Thursday, April 28, 2011

first day bak

its been a while but first day bak and we did nothing..... first time ive actually had spares :D 3 of them hehe
good day

well ive  been thinking about me and school and what weve been through. its actually been pretty good to me and i have had a lot of success with it.
But now when i think about it, I have been very school orientated. i used to think that doing well in school was everything, maybe that was my parents fault, by them telling me how important it is and what they expect from me.
So now I actually have a different view on it cos there really is hardly any point to school except for it to getting me into uni. Its basically insignificant in life and that's probably what I've realised over the last few months. But somehow... this has only made me work harder LOL
Well doing well in vce wouldnt make much difference in my life, but i would make my mum really happy. And she is the most important person in my life so i just want to make her proud. But also I only get one chance at this, so might as well do my best and see what I can do.
My biggest dilemma is that I haven't got a clue what I want to do. I know my strength is in science and maths and my passion is for success and making a difference. So i want to do something like eg. a marine biologist or something like that. Something fun and interesting with not much work involved and actually making somekind of difference.
well thats what been on my mind~

Tuesday, April 26, 2011

day 2 of the return

i sometimes wish my life was just a little bit more interesting......
all i can think about my day was doin physics hwk for like the whole day......
oh and i watched essendon vs collingwood and we lost.....
man this sucks.....
i hate reflection on my day.....


hmmm lets think of something positive....
well school is starting on wednesday, oh wait thats bad shietttttt :(
on the other hand i do get to see my friends :D
there we go found something good

chaumander out

oh and dont read my old post cos its the old lame me
just to re-emphasise from yesterday

Sunday, April 24, 2011

the return???

wow im lame. my post are so gay now that i look back at them..... so try not to read the old ones below

but life has changed so much for me since last time.
eg.
found some really close friends now :)
no more r/ship
hwk level is on extra extra high
heaps of movies
spending much more time with myself (being a loner)
surprising i feel extremely relaxed and chilled even with everything that is going on with my life
i feel better about myself, especially after somers camp cos i fell that i can conquer anything now
but probably the thing that has changed the most about me is that im being a lot more honest to myself. its hard to describe but i actually was a very naive person who really didnt know anything about myself. i was just a kid.
 Now, I have realised how much friends and family mean  to me.

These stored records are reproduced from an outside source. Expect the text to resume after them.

//! Application configuration.
//!
//! Everything the run needs is declared in one JSON file: the networks
//! to query, the addresses to query them with, exchange credentials and
//! literal fixed balances. An unreadable or unparsable config is the one
//! fatal error in the program.

use std::collections::HashMap;
use std::path::{Path, PathBuf};

use serde::Deserialize;
use thiserror::Error;

use chainfolio_sources::{
    CosmosNetwork, DenomOverride, EvmNetwork, ExchangeCredentials, FixedBalance, SolanaNetwork,
};

#[derive(Error, Debug)]
pub enum ConfigError {
    #[error("Failed to read {path}: {message}")]
    Io { path: String, message: String },

    #[error("Failed to parse {path}: {message}")]
    Parse { path: String, message: String },
}

#[derive(Debug, Default, Deserialize)]
pub struct Config {
    #[serde(default)]
    pub cosmos_networks: Vec<CosmosNetwork>,
    #[serde(default)]
    pub evm_networks: Vec<EvmNetwork>,
    #[serde(default)]
    pub solana_networks: Vec<SolanaNetwork>,
    #[serde(default)]
    pub cosmos_addresses: Vec<String>,
    #[serde(default)]
    pub evm_addresses: Vec<String>,
    #[serde(default)]
    pub solana_addresses: Vec<String>,
    #[serde(default)]
    pub exchanges: Vec<ExchangeCredentials>,
    #[serde(default)]
    pub fixed_balances: Vec<FixedBalance>,
    /// Optional local denom-override file, JSON array of IBC asset
    /// entries. Overrides win over the chain-registry asset list.
    #[serde(default)]
    pub ibc_assets_file: Option<PathBuf>,
    #[serde(default)]
    pub moralis_api_key: String,
}

impl Config {
    pub fn load(path: &Path) -> Result<Self, ConfigError> {
        let raw = std::fs::read_to_string(path).map_err(|e| ConfigError::Io {
            path: path.display().to_string(),
            message: e.to_string(),
        })?;
        serde_json::from_str(&raw).map_err(|e| ConfigError::Parse {
            path: path.display().to_string(),
            message: e.to_string(),
        })
    }

    /// Loads the optional IBC override file into a denom-keyed map.
    ///
    /// Only `"type": "ibc"` entries apply; each is reachable by denom
    /// and, when unclaimed, by symbol as well.
    pub fn load_denom_overrides(&self) -> Result<HashMap<String, DenomOverride>, ConfigError> {
        let Some(path) = &self.ibc_assets_file else {
            return Ok(HashMap::new());
        };
        let raw = std::fs::read_to_string(path).map_err(|e| ConfigError::Io {
            path: path.display().to_string(),
            message: e.to_string(),
        })?;
        let assets: Vec<DenomOverride> =
            serde_json::from_str(&raw).map_err(|e| ConfigError::Parse {
                path: path.display().to_string(),
                message: e.to_string(),
            })?;

        let mut overrides = HashMap::new();
        for asset in assets.into_iter().filter(|a| a.asset_type == "ibc") {
            overrides
                .entry(asset.symbol.clone())
                .or_insert_with(|| asset.clone());
            overrides.insert(asset.denom.clone(), asset);
        }
        Ok(overrides)
    }
}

And i have to be honest, but I do remember a time bak in yr 9 (i think) where i basically felt that i had no friends. i didnt think of it like that but i had no one to talk to or someone i even liked being around. but when i look back, i was genuinely sad. it must have been the toughest time for me in my life and i turned to studying to make me feel better. I did sooooooooo much kumon in that period of time, probably cos i was sooooooo depressed. In a way, that was good for me educationally, and it has been a good learning experience. So these days, and this might seem pathetic, but when someone considers me being a friend of theirs, actually makes me feel really good :D so thank you to all those people and u know who u are ;) I Love You <3 (platonically off course)

Thursday, December 23, 2010

keeps getting better

lol got first actual paid today 145 dollars for the month of december YAY. and supervisor gave me ferrero collection chocolate. yummy especially the white one. so good. :) but all this chocolate is goin to make me fat so.... hopefully i can burn it off somehow. need to start excercising lol better start tomorrow if i can be stuff.